Dovunque vado, chiedo di Tyler.
Nel caso lo trovassi, le patenti dei miei dodici sacrifici umani ce le ho in tasca.
In ogni bar in cui metto piede, ogni singolo fottuto bar, vedo i pestati. In tutti i bar mi gettano un braccio intorno alle spalle e vogliono offrirmi una birra. È come se già sapessi quali bar sono bar da fight club.
Chiedo io, non è che hanno visto uno che si chiama Tyler Durden? (p.167)
Perché non ti puoi svegliare diverso tu stesso?
In tutti i bar dove entro i pestati vogliono comprarmi una birra.

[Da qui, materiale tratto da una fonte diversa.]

//! Bit-packed number storage.
//!
//! A [`PackedNumber`] is a flags word plus a variable-length word buffer.
//! Flag layout (low bit first):
//!
//! | bits  | meaning                                              |
//! |-------|------------------------------------------------------|
//! | 0     | complex                                              |
//! | 1     | inexact                                              |
//! | 2-3   | radix (binary, octal, decimal, hex)                  |
//! | 4     | real part stored zipped (denominator 1 omitted)      |
//! | 5     | imaginary part stored zipped                         |
//! | 6-13  | NaN/Inf tags: low nibble real, high nibble imaginary |
//! | 14-21 | number of stored words                               |
//!
//! Every part logically occupies two slots: numerator and denominator for
//! exact parts, float bits and display width for inexact ones. Exact
//! integers drop the denominator slot and tagged parts store nothing.

use super::{NanInf, Number, Part, Radix};

#[derive(Debug, Clone, Copy, PartialEq, Eq, Default)]
pub struct NumberFlags(u32);

impl NumberFlags {
    const COMPLEX: u32 = 1 << 0;
    const INEXACT: u32 = 1 << 1;
    const RADIX_SHIFT: u32 = 2;
    const REAL_ZIP: u32 = 1 << 4;
    const IMAG_ZIP: u32 = 1 << 5;
    const NANINF_SHIFT: u32 = 6;
    const SIZE_SHIFT: u32 = 14;

    pub fn from_bits(bits: u32) -> Self {
        NumberFlags(bits)
    }

    pub fn bits(self) -> u32 {
        self.0
    }

    pub fn is_complex(self) -> bool {
        self.0 & Self::COMPLEX != 0
    }

    pub fn is_inexact(self) -> bool {
        self.0 & Self::INEXACT != 0
    }

    pub fn radix(self) -> Radix {
        Radix::from_bits(self.0 >> Self::RADIX_SHIFT)
    }

    pub fn real_zipped(self) -> bool {
        self.0 & Self::REAL_ZIP != 0
    }

    pub fn imag_zipped(self) -> bool {
        self.0 & Self::IMAG_ZIP != 0
    }

    pub fn real_tag(self) -> Option<NanInf> {
        NanInf::from_bits(self.0 >> Self::NANINF_SHIFT)
    }

    pub fn imag_tag(self) -> Option<NanInf> {
        NanInf::from_bits(self.0 >> (Self::NANINF_SHIFT + 4))
    }

    /// Stored word count recorded in the flags.
    pub fn size(self) -> usize {
        ((self.0 >> Self::SIZE_SHIFT) & 0xff) as usize
    }

    fn set(&mut self, bit: u32, on: bool) {
        if on {
            self.0 |= bit;
        }
    }
}

/// Number of words a part occupies given its flags.
fn part_len(tag: Option<NanInf>, inexact: bool, zipped: bool) -> usize {
    match (tag, inexact, zipped) {
        (Some(_), _, _) => 0,
        (None, false, true) => 1,
        _ => 2,
    }
}

/// Word count implied by the flags alone.
pub fn encoded_len(flags: NumberFlags) -> usize {
    let real = part_len(flags.real_tag(), flags.is_inexact(), flags.real_zipped());
    let imag = if flags.is_complex() {
        part_len(flags.imag_tag(), flags.is_inexact(), flags.imag_zipped())
    } else {
        0
    };
    real + imag
}

/// A number as stored in the object graph.
#[derive(Debug, Clone, PartialEq, Eq)]
pub struct PackedNumber {
    flags: NumberFlags,
    words: Box<[u64]>,
}

impl PackedNumber {
    /// Packs a number into its minimal encoding.
    pub fn zip(number: &Number) -> Self {
        let mut flags = NumberFlags::default();
        flags.set(NumberFlags::COMPLEX, number.is_complex());
        flags.set(NumberFlags::INEXACT, !number.is_exact());
        flags.0 |= number.radix().bits() << NumberFlags::RADIX_SHIFT;

        let mut words = Vec::with_capacity(4);
        let real_zip = push_part(&mut words, number.real());
        flags.set(NumberFlags::REAL_ZIP, real_zip);
        if let Part::NanInf(tag) = number.real() {
            flags.0 |= tag.bits() << NumberFlags::NANINF_SHIFT;
        }
        if let Some(imag) = number.imag() {
            let imag_zip = push_part(&mut words, imag);
            flags.set(NumberFlags::IMAG_ZIP, imag_zip);
            if let Part::NanInf(tag) = imag {
                flags.0 |= tag.bits() << (NumberFlags::NANINF_SHIFT + 4);
            }
        }
        flags.0 |= (words.len() as u32) << NumberFlags::SIZE_SHIFT;

        PackedNumber {
            flags,
            words: words.into_boxed_slice(),
        }
    }

    /// Expands back into a computable number.
    pub fn unzip(&self) -> Number {
        let slots = self.slots();
        let real = read_part(self.flags.real_tag(), self.flags.is_inexact(), slots[0], slots[1]);
        let imag = self
            .flags
            .is_complex()
            .then(|| read_part(self.flags.imag_tag(), self.flags.is_inexact(), slots[2], slots[3]));
        Number::new(self.flags.radix(), real, imag)
    }

    /// The canonical four-slot layout with zipped denominators restored.
    pub fn slots(&self) -> [u64; 4] {
        let mut slots = [0u64; 4];
        let mut words = self.words.iter().copied();
        let mut fill = |offset: usize, tag: Option<NanInf>, zipped: bool| match part_len(
            tag,
            self.flags.is_inexact(),
            zipped,
        ) {
            0 => {}
            1 => {
                slots[offset] = words.next().unwrap_or(0);
                slots[offset + 1] = 1;
            }
            _ => {
                slots[offset] = words.next().unwrap_or(0);
                slots[offset + 1] = words.next().unwrap_or(0);
            }
        };
        fill(0, self.flags.real_tag(), self.flags.real_zipped());
        if self.flags.is_complex() {
            fill(2, self.flags.imag_tag(), self.flags.imag_zipped());
        }
        slots
    }

    pub fn flags(&self) -> NumberFlags {
        self.flags
    }

    pub fn words(&self) -> &[u64] {
        &self.words
    }
}

impl From<Number> for PackedNumber {
    fn from(number: Number) -> Self {
        PackedNumber::zip(&number)
    }
}

/// Appends a part's words; returns whether it was zipped.
fn push_part(words: &mut Vec<u64>, part: Part) -> bool {
    match part {
        Part::Exact {
            numerator,
            denominator: 1,
        } => {
            words.push(numerator as u64);
            true
        }
        Part::Exact {
            numerator,
            denominator,
        } => {
            words.push(numerator as u64);
            words.push(denominator);
            false
        }
        Part::Inexact { value, width } => {
            words.push(value.to_bits());
            words.push(width);
            false
        }
        Part::NanInf(_) => false,
    }
}

fn read_part(tag: Option<NanInf>, inexact: bool, first: u64, second: u64) -> Part {
    match tag {
        Some(tag) => Part::NanInf(tag),
        None if inexact => Part::Inexact {
            value: f64::from_bits(first),
            width: second,
        },
        None => Part::Exact {
            numerator: first as i64,
            denominator: second,
        },
    }
}

#[cfg(test)]
mod tests {
    use super::*;
    use crate::numeric::parse_number;

    fn packed(text: &str) -> PackedNumber {
        PackedNumber::zip(&parse_number(text).unwrap())
    }

    #[test]
    fn exact_integer_is_zipped_to_one_word() {
        let p = packed("-12");
        assert!(p.flags().real_zipped());
        assert!(!p.flags().is_inexact());
        assert_eq!(p.words().len(), 1);
        assert_eq!(p.slots(), [(-12i64) as u64, 1, 0, 0]);
        assert_eq!(encoded_len(p.flags()), 1);
    }

    #[test]
    fn sizes_match_flags() {
        for (text, len) in [("1/3", 2), ("2.5", 2), ("1+2i", 2), ("1/2+1i", 3), ("+inf.0", 0), ("1.0+inf.0i", 2)] {
            let p = packed(text);
            assert_eq!(p.words().len(), len, "{}", text);
            assert_eq!(encoded_len(p.flags()), len, "{}", text);
            assert_eq!(p.flags().size(), len, "{}", text);
        }
    }

    #[test]
    fn tags_use_separate_nibbles() {
        let p = packed("-inf.0+nan.0i");
        assert_eq!(p.flags().real_tag(), Some(NanInf::NegativeInf));
        assert_eq!(p.flags().imag_tag(), Some(NanInf::PositiveNan));
    }

    #[test]
    fn unzip_restores_radix_and_width() {
        let n = parse_number("#x1f").unwrap();
        assert_eq!(PackedNumber::zip(&n).unzip(), n);
        assert_eq!(PackedNumber::zip(&n).flags().radix(), Radix::Hex);
        let f = parse_number("1.250").unwrap();
        assert_eq!(PackedNumber::zip(&f).unzip().to_string(), "1.250");
    }
}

E no, signore, non hanno mai conosciuto questo Tyler Durden.
E mi strizzano l’occhio.
Mai sentito quel nome prima. Signore.
Chiedo del fight club. Magari c’è un fight club qui, questa sera?
No, signore.
La seconda regola del fight club è che non si parla del fight club.
I pestati al bar scuotono la testa. (p.168)
«È passato già di qui la settimana scorsa, signor Durden» dice lui. «Non lo ricorda più?»
Tyler è stato qui.
«Lei è stato qui, signore.»
Mai stato qui prima di questa sera.
«Se lo dice lei, signore» risponde il barista, «ma giovedì sera lei è entrato a chiederci quando la polizia ha intenzione di farci chiudere.» (p.169)
«Lei ha una voglia, signor Durden» mi dice il barista.
«Sul piede. È rosso scuro e ha la forma di un’Australia con vicino una Nuova Zelanda.» […]
«Tutti quelli del Progetto Caos lo sanno, signor Durden.» Il barista alza la mano, mi mostra il dorso, con la bruciatura di un bacio nel mezzo.
Il mio bacio?
Il bacio di Tyler.
«Tutti sanno della voglia» mi dice il barista. «È nella leggenda. Sta diventando un gran cazzo di leggenda, sa?» (p.170)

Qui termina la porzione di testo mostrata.